Opt Compiler: ARM64: Enable explicit memory barriers over acquire/release
Implement remaining explicit memory barrier code paths and temporarily
enable the use of explicit memory barriers for testing.
This CL also enables the use of instruction set features in the ARM64
backend. kUseAcquireRelease has been replaced with PreferAcquireRelease(),
which for now is statically set to false (prefer explicit memory barriers).

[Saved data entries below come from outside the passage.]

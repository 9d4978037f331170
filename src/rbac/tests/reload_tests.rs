//! Concurrent readers against a reloading role set handle

mod common;

use common::{init_logging, ROLES_OK};
use horizon_rbac::{AccessRequest, RoleService, RoleSetHandle, RoleSetLoader};
use std::sync::Arc;

const ROLES_V2: &str = r#"
RolePriorityRankDesc: [owner, maintainer, guest]
Roles:
  - name: owner
    rules:
      - {apiGroups: "*", resources: "*", verbs: "*", scopes: "*", nonResourceURLs: "*"}
  - name: maintainer
    rules:
      - {apiGroups: ["/api/core/v1/*"], resources: [clusters], verbs: [get], scopes: "*"}
  - name: guest
    rules:
      - {apiGroups: ["/api/core/v1/*"], resources: [groups], verbs: [get], scopes: "*"}
"#;

#[tokio::test(flavor = "multi_thread", worker_threads = 4)]
async fn test_readers_see_whole_role_sets_during_reload() {
    init_logging();
    let loader = RoleSetLoader::default();
    let handle = Arc::new(RoleSetHandle::new());
    handle.reload(ROLES_OK.as_bytes(), &loader).unwrap();

    let mut readers = Vec::new();
    for _ in 0..8 {
        let handle = Arc::clone(&handle);
        readers.push(tokio::spawn(async move {
            for _ in 0..500 {
                // Every snapshot is one of the two complete definitions
                let snapshot = handle.snapshot().expect("role set installed");
                let names: Vec<&str> = snapshot.ranked().map(|r| r.name.as_str()).collect();
                assert!(
                    names == ["owner", "maintainer"] || names == ["owner", "maintainer", "guest"],
                    "torn role set: {:?}",
                    names
                );
                assert_eq!(names.len(), snapshot.priority_rank().len());
                tokio::task::yield_now().await;
            }
        }));
    }

    let writer = {
        let handle = Arc::clone(&handle);
        tokio::spawn(async move {
            let loader = RoleSetLoader::default();
            for i in 0..100 {
                let definition = if i % 2 == 0 { ROLES_V2 } else { ROLES_OK };
                handle.reload(definition.as_bytes(), &loader).unwrap();
                tokio::task::yield_now().await;
            }
        })
    };

    writer.await.unwrap();
    for reader in readers {
        reader.await.unwrap();
    }

    // Last reload installed the reference definition
    assert_eq!(handle.list_roles().unwrap().len(), 2);
}

#[tokio::test]
async fn test_failed_reload_is_invisible_to_readers() {
    let loader = RoleSetLoader::default();
    let handle = RoleSetHandle::from_role_set(ROLES_V2.parse().unwrap());

    let broken = "RolePriorityRankDesc: [owner, maintainer]\nRoles:\n  - name: owner\n";
    assert!(handle.reload(broken.as_bytes(), &loader).is_err());

    let guest = handle.get_role("guest").unwrap();
    assert!(handle.is_allowed(
        &guest,
        &AccessRequest::resource("/api/core/v1/*", "groups", "get", "x")
    ));
    assert_eq!(handle.list_roles().unwrap().len(), 3);
}

#[test]
fn test_role_set_shared_across_threads() {
    let set = Arc::new(ROLES_V2.parse::<horizon_rbac::RoleSet>().unwrap());
    let request = AccessRequest::resource("/api/core/v1/*", "clusters", "get", "x");

    std::thread::scope(|scope| {
        for _ in 0..4 {
            let set = Arc::clone(&set);
            let request = request.clone();
            scope.spawn(move || {
                for role in set.list_roles().unwrap() {
                    let allowed = set.is_allowed(&role, &request);
                    assert_eq!(allowed, role.name != "guest");
                }
            });
        }
    });
}
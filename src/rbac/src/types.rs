//! Request types checked against role rules

use serde::{Deserialize, Serialize};

/// Role identifier, unique within a loaded role set
pub type RoleName = String;

/// Resource-oriented part of a request
#[derive(Debug, Clone, PartialEq, Eq, Hash, Serialize, Deserialize)]
#[serde(rename_all = "camelCase")]
pub struct ResourceAttributes {
    /// API group, e.g. "/api/core/v1"
    pub api_group: String,

    /// Resource type, hierarchy encoded in the string (e.g. "clusters/members")
    pub resource: String,

    /// Verb (create, get, patch, ...)
    pub verb: String,

    /// Scope the request applies to
    pub scope: String,
}

/// Request tuple checked by [`Role::is_allowed`](crate::Role::is_allowed)
#[derive(Debug, Clone, PartialEq, Eq, Hash, Serialize, Deserialize)]
#[serde(tag = "kind", rename_all = "camelCase")]
pub enum AccessRequest {
    /// Request against an API resource
    Resource(ResourceAttributes),

    /// Request for a literal URL path
    NonResource { url: String },
}

impl AccessRequest {
    /// Create a resource request
    pub fn resource(
        api_group: impl Into<String>,
        resource: impl Into<String>,
        verb: impl Into<String>,
        scope: impl Into<String>,
    ) -> Self {
        Self::Resource(ResourceAttributes {
            api_group: api_group.into(),
            resource: resource.into(),
            verb: verb.into(),
            scope: scope.into(),
        })
    }

    /// Create a non-resource request
    pub fn non_resource(url: impl Into<String>) -> Self {
        Self::NonResource { url: url.into() }
    }

    pub fn is_resource(&self) -> bool {
        matches!(self, Self::Resource(_))
    }
}
//! Error types for role loading and lookup

use thiserror::Error;

/// Disagreement between `RolePriorityRankDesc` and `Roles`
#[derive(Debug, Clone, PartialEq, Eq, Error)]
pub enum ConsistencyError {
    /// The rank list and the role list have different lengths
    #[error("role count mismatch: {ranked} ranked, {defined} defined")]
    RoleCountMismatch { ranked: usize, defined: usize },

    /// Two role definitions share a name
    #[error("rank/role name set mismatch: role '{0}' is defined more than once")]
    DuplicateRole(String),

    /// A name appears twice in the rank list
    #[error("rank/role name set mismatch: role '{0}' is ranked more than once")]
    DuplicateRank(String),

    /// A defined role is missing from the rank list
    #[error("rank/role name set mismatch: role '{0}' is defined but not ranked")]
    UnrankedRole(String),
}

/// Role engine errors
#[derive(Debug, Error)]
pub enum RbacError {
    /// The definition could not be decoded into the expected shape
    #[error("Failed to parse role definition: {0}")]
    Parse(#[from] serde_yaml::Error),

    /// The definition stream could not be read
    #[error("I/O error: {0}")]
    Io(#[from] std::io::Error),

    /// The definition stream exceeded the configured size limit
    #[error("Role definition exceeds {limit} bytes")]
    DefinitionTooLarge { limit: usize },

    /// Rank list and role list disagree
    #[error("Inconsistent role definition: {0}")]
    Consistency(#[from] ConsistencyError),

    /// Lookup of a role absent from the loaded set
    #[error("Role not found: {0}")]
    RoleNotFound(String),

    /// No role set has been installed yet
    #[error("Role set not loaded")]
    NotLoaded,
}

impl RbacError {
    /// Whether the error comes from loading a broken definition.
    ///
    /// Fatal errors should abort startup; `RoleNotFound` is handled by the caller.
    pub fn is_fatal(&self) -> bool {
        !matches!(self, RbacError::RoleNotFound(_))
    }
}

/// Result type for role operations
pub type Result<T> = std::result::Result<T, RbacError>;
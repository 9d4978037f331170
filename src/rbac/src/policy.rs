//! Policy rule definition and matching
//!
//! Every rule dimension is a [`Selector`]: either the `"*"` wildcard or an
//! explicit list of accepted values. One matcher, [`Selector::matches`], is
//! shared by all five dimensions.

use crate::types::{AccessRequest, ResourceAttributes};
use serde::de::{self, SeqAccess, Unexpected, Visitor};
use serde::{Deserialize, Deserializer, Serialize, Serializer};
use std::fmt;

/// Token that matches any value in a rule dimension
pub const WILDCARD: &str = "*";

/// Values accepted by one rule dimension
#[derive(Debug, Clone, PartialEq, Eq, Hash)]
pub enum Selector {
    /// Matches every value
    Any,

    /// Matches exactly the listed values; an empty list matches nothing
    Only(Vec<String>),
}

impl Selector {
    /// Build a selector from explicit values.
    ///
    /// A list that contains the `"*"` token collapses to [`Selector::Any`].
    pub fn only<I, S>(values: I) -> Self
    where
        I: IntoIterator<Item = S>,
        S: Into<String>,
    {
        Self::from(values.into_iter().map(Into::into).collect::<Vec<String>>())
    }

    /// Check whether `value` is accepted.
    ///
    /// Case-sensitive exact comparison; `"clusters"` does not match
    /// `"clusters/members"`.
    pub fn matches(&self, value: &str) -> bool {
        match self {
            Selector::Any => true,
            Selector::Only(values) => values.iter().any(|v| v == value),
        }
    }

    pub fn is_any(&self) -> bool {
        matches!(self, Selector::Any)
    }

    /// True when the selector can never match
    pub fn is_empty(&self) -> bool {
        matches!(self, Selector::Only(values) if values.is_empty())
    }
}

impl Default for Selector {
    fn default() -> Self {
        Selector::Only(Vec::new())
    }
}

impl From<Vec<String>> for Selector {
    fn from(values: Vec<String>) -> Self {
        if values.iter().any(|v| v == WILDCARD) {
            Selector::Any
        } else {
            Selector::Only(values)
        }
    }
}

impl Serialize for Selector {
    fn serialize<S: Serializer>(&self, serializer: S) -> std::result::Result<S::Ok, S::Error> {
        match self {
            Selector::Any => serializer.serialize_str(WILDCARD),
            Selector::Only(values) => values.serialize(serializer),
        }
    }
}

struct SelectorVisitor;

impl<'de> Visitor<'de> for SelectorVisitor {
    type Value = Selector;

    fn expecting(&self, formatter: &mut fmt::Formatter) -> fmt::Result {
        formatter.write_str("\"*\" or a sequence of strings")
    }

    fn visit_str<E: de::Error>(self, v: &str) -> std::result::Result<Selector, E> {
        if v == WILDCARD {
            Ok(Selector::Any)
        } else {
            Err(E::invalid_value(Unexpected::Str(v), &self))
        }
    }

    fn visit_string<E: de::Error>(self, v: String) -> std::result::Result<Selector, E> {
        self.visit_str(&v)
    }

    fn visit_seq<A: SeqAccess<'de>>(self, mut seq: A) -> std::result::Result<Selector, A::Error> {
        let mut values = Vec::with_capacity(seq.size_hint().unwrap_or(0));
        while let Some(value) = seq.next_element::<String>()? {
            values.push(value);
        }
        Ok(Selector::from(values))
    }

    // Missing and null dimensions match nothing
    fn visit_none<E: de::Error>(self) -> std::result::Result<Selector, E> {
        Ok(Selector::default())
    }

    fn visit_unit<E: de::Error>(self) -> std::result::Result<Selector, E> {
        Ok(Selector::default())
    }

    fn visit_some<D: Deserializer<'de>>(
        self,
        deserializer: D,
    ) -> std::result::Result<Selector, D::Error> {
        deserializer.deserialize_any(self)
    }
}

impl<'de> Deserialize<'de> for Selector {
    fn deserialize<D: Deserializer<'de>>(deserializer: D) -> std::result::Result<Self, D::Error> {
        deserializer.deserialize_any(SelectorVisitor)
    }
}

/// One authorization clause of a role
///
/// A resource request matches when all four resource dimensions match.
/// A non-resource request only consults `non_resource_urls`.
#[derive(Debug, Clone, Default, PartialEq, Eq, Serialize, Deserialize)]
pub struct PolicyRule {
    /// Verbs (create, get, patch, ...)
    #[serde(default)]
    pub verbs: Selector,

    /// API groups
    #[serde(default, rename = "apiGroups")]
    pub api_groups: Selector,

    /// Resource types, e.g. "clusters" or "clusters/members"
    #[serde(default)]
    pub resources: Selector,

    /// Scopes the rule applies to
    #[serde(default)]
    pub scopes: Selector,

    /// Literal URL paths granted independently of the resource dimensions
    #[serde(default, rename = "nonResourceURLs")]
    pub non_resource_urls: Selector,
}

impl PolicyRule {
    /// Create a rule that matches nothing
    pub fn new() -> Self {
        Self::default()
    }

    pub fn with_verbs(mut self, verbs: Selector) -> Self {
        self.verbs = verbs;
        self
    }

    pub fn with_api_groups(mut self, api_groups: Selector) -> Self {
        self.api_groups = api_groups;
        self
    }

    pub fn with_resources(mut self, resources: Selector) -> Self {
        self.resources = resources;
        self
    }

    pub fn with_scopes(mut self, scopes: Selector) -> Self {
        self.scopes = scopes;
        self
    }

    pub fn with_non_resource_urls(mut self, urls: Selector) -> Self {
        self.non_resource_urls = urls;
        self
    }

    /// Check a resource request against all four resource dimensions
    pub fn matches_resource(&self, attrs: &ResourceAttributes) -> bool {
        self.api_groups.matches(&attrs.api_group)
            && self.resources.matches(&attrs.resource)
            && self.verbs.matches(&attrs.verb)
            && self.scopes.matches(&attrs.scope)
    }

    /// Check a non-resource URL
    pub fn matches_non_resource_url(&self, url: &str) -> bool {
        self.non_resource_urls.matches(url)
    }

    /// Check a request of either shape
    pub fn allows(&self, request: &AccessRequest) -> bool {
        match request {
            AccessRequest::Resource(attrs) => self.matches_resource(attrs),
            AccessRequest::NonResource { url } => self.matches_non_resource_url(url),
        }
    }
}
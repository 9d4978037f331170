//! Shared fixtures and helpers for integration tests
#![allow(dead_code)]

use horizon_rbac::{PolicyRule, RoleSet, Selector};
use std::sync::Once;

/// Reference definition: `owner` above `maintainer`
pub const ROLES_OK: &str = include_str!("../fixtures/roles.yaml");

/// Two roles defined, only one ranked
pub const ROLES_UNRANKED: &str = include_str!("../fixtures/unranked_role.yaml");

static LOGGING: Once = Once::new();

/// Install a test subscriber honouring `RUST_LOG`
pub fn init_logging() {
    LOGGING.call_once(|| {
        let _ = tracing_subscriber::fmt()
            .with_env_filter(tracing_subscriber::EnvFilter::from_default_env())
            .with_test_writer()
            .try_init();
    });
}

pub fn reference_role_set() -> RoleSet {
    init_logging();
    ROLES_OK.parse().expect("reference definition loads")
}

/// The single rule of the reference `owner` role
pub fn owner_rule() -> PolicyRule {
    PolicyRule::new()
        .with_verbs(Selector::Any)
        .with_api_groups(Selector::only(["/api/core/v1/*"]))
        .with_resources(Selector::only(["groups"]))
        .with_scopes(Selector::Any)
        .with_non_resource_urls(Selector::Any)
}
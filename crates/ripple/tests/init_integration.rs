//! Integration tests for the `init` command.
//!
//! These tests verify the end-to-end behavior of the init command,
//! including the CLI interface and file system operations.

use tempfile::TempDir;

mod common;
use common::{run_ripple_in_dir, stdout_json};

#[test]
fn test_init_creates_ripple_directory() {
    let temp_dir = TempDir::new().unwrap();

    let output = run_ripple_in_dir(temp_dir.path(), &["init", "--quiet"]);

    assert!(output.status.success(), "Init command should succeed");
    assert!(temp_dir.path().join(".ripple").is_dir());
    assert!(output.stdout.is_empty(), "--quiet should suppress output");
}

#[test]
fn test_init_creates_config_file() {
    let temp_dir = TempDir::new().unwrap();

    let output = run_ripple_in_dir(temp_dir.path(), &["init", "--quiet"]);
    assert!(output.status.success());

    let content = std::fs::read_to_string(temp_dir.path().join(".ripple/config.yaml")).unwrap();
    assert!(content.contains("data-dir: .ripple/catalog"));
    assert!(content.contains("executive-attention-threshold: 10"));
}

#[test]
fn test_init_creates_empty_catalog_files() {
    let temp_dir = TempDir::new().unwrap();

    let output = run_ripple_in_dir(temp_dir.path(), &["init", "--quiet"]);
    assert!(output.status.success());

    let catalog_dir = temp_dir.path().join(".ripple/catalog");
    for name in [
        "rules.jsonl",
        "dependencies.jsonl",
        "mappings.jsonl",
        "ownerships.jsonl",
        "incidents.jsonl",
        "projects.jsonl",
    ] {
        let content = std::fs::read_to_string(catalog_dir.join(name)).unwrap();
        assert!(content.is_empty(), "{name} should be empty");
    }
}

#[test]
fn test_init_output_message() {
    let temp_dir = TempDir::new().unwrap();

    let output = run_ripple_in_dir(temp_dir.path(), &["init"]);

    assert!(output.status.success());
    let stdout = String::from_utf8_lossy(&output.stdout);
    assert!(stdout.contains("Initialized ripple"));
    assert!(stdout.contains("Catalog:"));
}

#[test]
fn test_init_twice_fails() {
    let temp_dir = TempDir::new().unwrap();

    assert!(run_ripple_in_dir(temp_dir.path(), &["init", "--quiet"])
        .status
        .success());
    let output = run_ripple_in_dir(temp_dir.path(), &["init", "--quiet"]);

    assert!(!output.status.success());
    let stderr = String::from_utf8_lossy(&output.stderr).to_lowercase();
    assert!(stderr.contains("already initialized"));
}

#[test]
fn test_fresh_repository_analyzes_to_nothing() {
    let temp_dir = TempDir::new().unwrap();
    assert!(run_ripple_in_dir(temp_dir.path(), &["init", "--quiet"])
        .status
        .success());

    let json = stdout_json(&run_ripple_in_dir(
        temp_dir.path(),
        &["--json", "graph", "src/main.rs"],
    ));

    assert!(json["nodes"].as_array().unwrap().is_empty());
    assert!(json["edges"].as_array().unwrap().is_empty());
    assert_eq!(json["summary"]["total_rules"], 0);
}

#[test]
fn test_invalid_config_is_reported() {
    let temp_dir = TempDir::new().unwrap();
    assert!(run_ripple_in_dir(temp_dir.path(), &["init", "--quiet"])
        .status
        .success());
    std::fs::write(
        temp_dir.path().join(".ripple/config.yaml"),
        "analysis:\n  executive-attention-threshold: 0\n",
    )
    .unwrap();

    let output = run_ripple_in_dir(temp_dir.path(), &["info"]);

    assert!(!output.status.success());
    assert!(String::from_utf8_lossy(&output.stderr).contains("at least 1"));
}

#[test]
fn test_missing_rules_file_is_reported() {
    let temp_dir = TempDir::new().unwrap();
    assert!(run_ripple_in_dir(temp_dir.path(), &["init", "--quiet"])
        .status
        .success());
    std::fs::remove_file(temp_dir.path().join(".ripple/catalog/rules.jsonl")).unwrap();

    let output = run_ripple_in_dir(temp_dir.path(), &["info"]);

    assert!(!output.status.success());
    assert!(String::from_utf8_lossy(&output.stderr).contains("rules.jsonl"));
}
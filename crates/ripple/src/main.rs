//! Ripple CLI binary.

use anyhow::Result;
use ripple::cli::Cli;
use tracing_subscriber::EnvFilter;

/// Main entry point for the ripple CLI.
///
/// Uses tokio's current_thread runtime: every command is a short sequence
/// of file reads followed by an in-memory traversal.
#[tokio::main(flavor = "current_thread")]
async fn main() -> Result<()> {
    // Controlled via RUST_LOG, e.g. RUST_LOG=ripple=debug to trace every rule reached
    tracing_subscriber::fmt()
        .with_env_filter(
            EnvFilter::try_from_default_env().unwrap_or_else(|_| EnvFilter::new("ripple=info")),
        )
        .with_writer(std::io::stderr)
        .with_target(false)
        .init();

    tracing::debug!("Starting ripple CLI");

    let cli = Cli::parse_args();
    cli.execute().await?;

    tracing::debug!("Ripple CLI completed successfully");
    Ok(())
}
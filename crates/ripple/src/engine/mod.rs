//! Business rule impact propagation.
//!
//! Given the files changed in a pull request, the engine finds the rules
//! those files implement and walks the dependency graph outward to find
//! every rule the change may ripple into, up to three hops away.
//!
//! # Pipeline
//!
//! 1. **Seed**: map changed files to rules through the
//!    [`FileMappingRepository`]. Files without mappings contribute nothing.
//! 2. **Traverse**: breadth-first walk of outgoing edges, see
//!    [`traversal`] for the classification rules.
//! 3. **Enrich**: attach rule details, ownership and incident flags.
//! 4. **Project**: shape the result as a chain report or a graph report,
//!    see [`projection`].
//!
//! An analysis never fails. Unknown files, dangling edges and cycles all
//! produce a smaller (possibly empty) result instead of an error.
//!
//! A request may carry a [`Project`] the caller has already looked up. It is
//! echoed into both reports as a [`ProjectContext`] and does not narrow the
//! traversal.
//!
//! # Example
//!
//! ```
//! use ripple::catalog::RuleCatalog;
//! use ripple::domain::{BusinessRule, Criticality, DependencyEdge, DependencyType, Domain, RuleId};
//! use ripple::engine::{EngineConfig, ImpactEngine};
//!
//! let rule = |id: &str| BusinessRule {
//!     id: RuleId::from(id),
//!     name: id.to_string(),
//!     domain: Domain::Payment,
//!     criticality: Criticality::Low,
//!     description: None,
//! };
//! let catalog = RuleCatalog::new()
//!     .with_rule(rule("BR-1"))
//!     .with_rule(rule("BR-2"))
//!     .with_edge(DependencyEdge::new("BR-1", "BR-2", DependencyType::Feeds))
//!     .with_mapping("src/payment/fees.rs", "BR-1");
//!
//! let engine = ImpactEngine::new(&catalog, EngineConfig::default());
//! let chain = engine.compute_impact_chain(&["src/payment/fees.rs".to_string()]);
//!
//! assert_eq!(chain.direct_impacts.len(), 1);
//! assert_eq!(chain.indirect_impacts[0].rule_id.as_str(), "BR-2");
//! ```

pub mod graph;
pub mod projection;
pub mod traversal;

use crate::catalog::{
    Catalog, DependencyRepository, FileMappingRepository, IncidentRepository, RuleRepository,
};
use crate::domain::{ImpactChain, ImpactGraph, Project, ProjectContext, ProjectId, RuleId};
use chrono::Utc;
use std::collections::{HashMap, HashSet};

pub use graph::RuleGraph;
pub use projection::{highest_criticality, requires_executive_attention, ImpactAnalysis};
pub use traversal::{traverse, Traversal, TraversalEntry};

/// Default number of impacted rules above which an analysis is escalated
pub const DEFAULT_EXECUTIVE_ATTENTION_THRESHOLD: usize = 10;

/// Tunables for an [`ImpactEngine`]
#[derive(Debug, Clone, Copy, PartialEq, Eq)]
pub struct EngineConfig {
    /// Escalate when more than this many rules are impacted
    pub executive_attention_threshold: usize,
}

impl Default for EngineConfig {
    fn default() -> Self {
        Self {
            executive_attention_threshold: DEFAULT_EXECUTIVE_ATTENTION_THRESHOLD,
        }
    }
}

/// Input to an analysis
#[derive(Debug, Clone, Default, PartialEq, Eq)]
pub struct ImpactRequest {
    /// Paths of the files changed by the pull request
    pub changed_files: Vec<String>,

    /// Identifier of the pull request, echoed into the reports
    pub pull_request_id: Option<String>,

    /// Project the analysis is scoped to, `None` for a global analysis
    pub project: Option<Project>,
}

impl ImpactRequest {
    /// Create a request for a set of changed files
    pub fn new<I, S>(changed_files: I) -> Self
    where
        I: IntoIterator<Item = S>,
        S: Into<String>,
    {
        Self {
            changed_files: changed_files.into_iter().map(Into::into).collect(),
            pull_request_id: None,
            project: None,
        }
    }

    /// Attach a pull request id
    #[must_use]
    pub fn with_pull_request(mut self, id: impl Into<String>) -> Self {
        self.pull_request_id = Some(id.into());
        self
    }

    /// Scope the analysis to a project
    #[must_use]
    pub fn with_project(mut self, project: Project) -> Self {
        self.project = Some(project);
        self
    }

    /// The context echoed into the reports
    pub fn project_context(&self) -> ProjectContext {
        self.project
            .as_ref()
            .map_or_else(ProjectContext::global, ProjectContext::scoped)
    }
}

/// Impact propagation engine over a read-only catalog.
///
/// The engine holds only borrowed accessors and never mutates them, so any
/// number of analyses can run against the same catalog concurrently.
pub struct ImpactEngine<'a> {
    rules: &'a dyn RuleRepository,
    mappings: &'a dyn FileMappingRepository,
    dependencies: &'a dyn DependencyRepository,
    incidents: &'a dyn IncidentRepository,
    config: EngineConfig,
}

impl std::fmt::Debug for ImpactEngine<'_> {
    fn fmt(&self, f: &mut std::fmt::Formatter<'_>) -> std::fmt::Result {
        f.debug_struct("ImpactEngine")
            .field("config", &self.config)
            .finish_non_exhaustive()
    }
}

impl<'a> ImpactEngine<'a> {
    /// Create an engine over a catalog that provides every accessor
    pub fn new<C: Catalog>(catalog: &'a C, config: EngineConfig) -> Self {
        Self {
            rules: catalog,
            mappings: catalog,
            dependencies: catalog,
            incidents: catalog,
            config,
        }
    }

    /// Create an engine from individually supplied accessors
    pub fn from_parts(
        rules: &'a dyn RuleRepository,
        mappings: &'a dyn FileMappingRepository,
        dependencies: &'a dyn DependencyRepository,
        incidents: &'a dyn IncidentRepository,
        config: EngineConfig,
    ) -> Self {
        Self {
            rules,
            mappings,
            dependencies,
            incidents,
            config,
        }
    }

    /// The engine's configuration
    pub fn config(&self) -> EngineConfig {
        self.config
    }

    /// Run one traversal and enrich the result.
    ///
    /// Both report shapes can be projected from the returned analysis
    /// without walking the graph again.
    pub fn analyze(&self, request: &ImpactRequest) -> ImpactAnalysis {
        let matches = self.mappings.lookup_direct_rules(&request.changed_files);

        let mut seed_ids = Vec::new();
        let mut seen_seeds = HashSet::new();
        let mut matched_files: HashMap<RuleId, Vec<String>> = HashMap::new();
        for (file, rule_id) in matches {
            let files = matched_files.entry(rule_id.clone()).or_default();
            if !files.contains(&file) {
                files.push(file);
            }
            if seen_seeds.insert(rule_id.clone()) {
                seed_ids.push(rule_id);
            }
        }

        let mut graph = RuleGraph::new(self.rules, self.dependencies);
        let seeds = graph.seed(seed_ids);
        let traversal = traverse(&seeds, |id| graph.neighbors(id));

        let reached = traversal.rule_ids();
        let edges = graph.edges_among(&reached);

        let mut rules = HashMap::with_capacity(reached.len());
        let mut ownerships = HashMap::with_capacity(reached.len());
        let mut incidents = HashSet::new();
        for id in &reached {
            if let Some(rule) = graph.resolve(id) {
                rules.insert(id.clone(), rule.clone());
            }
            let owners = self.rules.get_ownerships(id);
            if !owners.is_empty() {
                ownerships.insert(id.clone(), owners);
            }
            if self.incidents.has_incidents(id) {
                incidents.insert(id.clone());
            }
        }
        matched_files.retain(|id, _| traversal.contains(id));

        let project_context = request.project_context();

        tracing::info!(
            project = project_context.project_id.as_ref().map_or("global", ProjectId::as_str),
            changed_files = request.changed_files.len(),
            seeds = seeds.len(),
            impacted = traversal.len(),
            edges = edges.len(),
            graph_nodes = graph.node_count(),
            graph_edges = graph.edge_count(),
            "Impact analysis complete"
        );

        ImpactAnalysis {
            pull_request_id: request.pull_request_id.clone(),
            project_context,
            analyzed_at: Utc::now(),
            traversal,
            rules,
            ownerships,
            incidents,
            matched_files,
            edges,
            attention_threshold: self.config.executive_attention_threshold,
        }
    }

    /// Compute the chain report for a set of changed files
    pub fn compute_impact_chain(&self, changed_files: &[String]) -> ImpactChain {
        self.analyze(&ImpactRequest::new(changed_files.iter().cloned()))
            .chain()
    }

    /// Compute the graph report for a set of changed files
    pub fn compute_impact_graph(&self, changed_files: &[String]) -> ImpactGraph {
        self.analyze(&ImpactRequest::new(changed_files.iter().cloned()))
            .graph()
    }
}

Please note that we still prefer acquire-release for the ARM64 Optimizing
Compiler, but we would like to exercise the explicit memory barrier code
path too.
Change-Id: I84e047ecd43b6fbefc5b82cf532e3f5c59076458
Signed-off-by: Serban Constantinescu <serban.constantinescu@arm.com>
diff --git a/compiler/optimizing/code_generator.cc b/compiler/optimizing/code_generator.cc
index 2a57fdc..ba5f7d8 100644
--- a/compiler/optimizing/code_generator.cc
+++ b/compiler/optimizing/code_generator.cc
@@ -386,7 +386,9 @@
compiler_options);
}
case kArm64: {
- return new arm64::CodeGeneratorARM64(graph, compiler_options);
+ return new arm64::CodeGeneratorARM64(graph,
+ *isa_features.AsArm64InstructionSetFeatures(),
+ compiler_options);
}
case kMips:
return nullptr;
diff --git a/compiler/optimizing/code_generator_arm64.cc b/compiler/optimizing/code_generator_arm64.cc
index 729bab7..c21084a 100644
--- a/compiler/optimizing/code_generator_arm64.cc
+++ b/compiler/optimizing/code_generator_arm64.cc
@@ -16,6 +16,7 @@
#include "code_generator_arm64.h"
+#include "arch/arm64/instruction_set_features_arm64.h"
#include "common_arm64.h"
#include "entrypoints/quick/quick_entrypoints.h"
#include "entrypoints/quick/quick_entrypoints_enum.h"
@@ -397,7 +398,9 @@
return next_location;
}
-CodeGeneratorARM64::CodeGeneratorARM64(HGraph* graph, const CompilerOptions& compiler_options)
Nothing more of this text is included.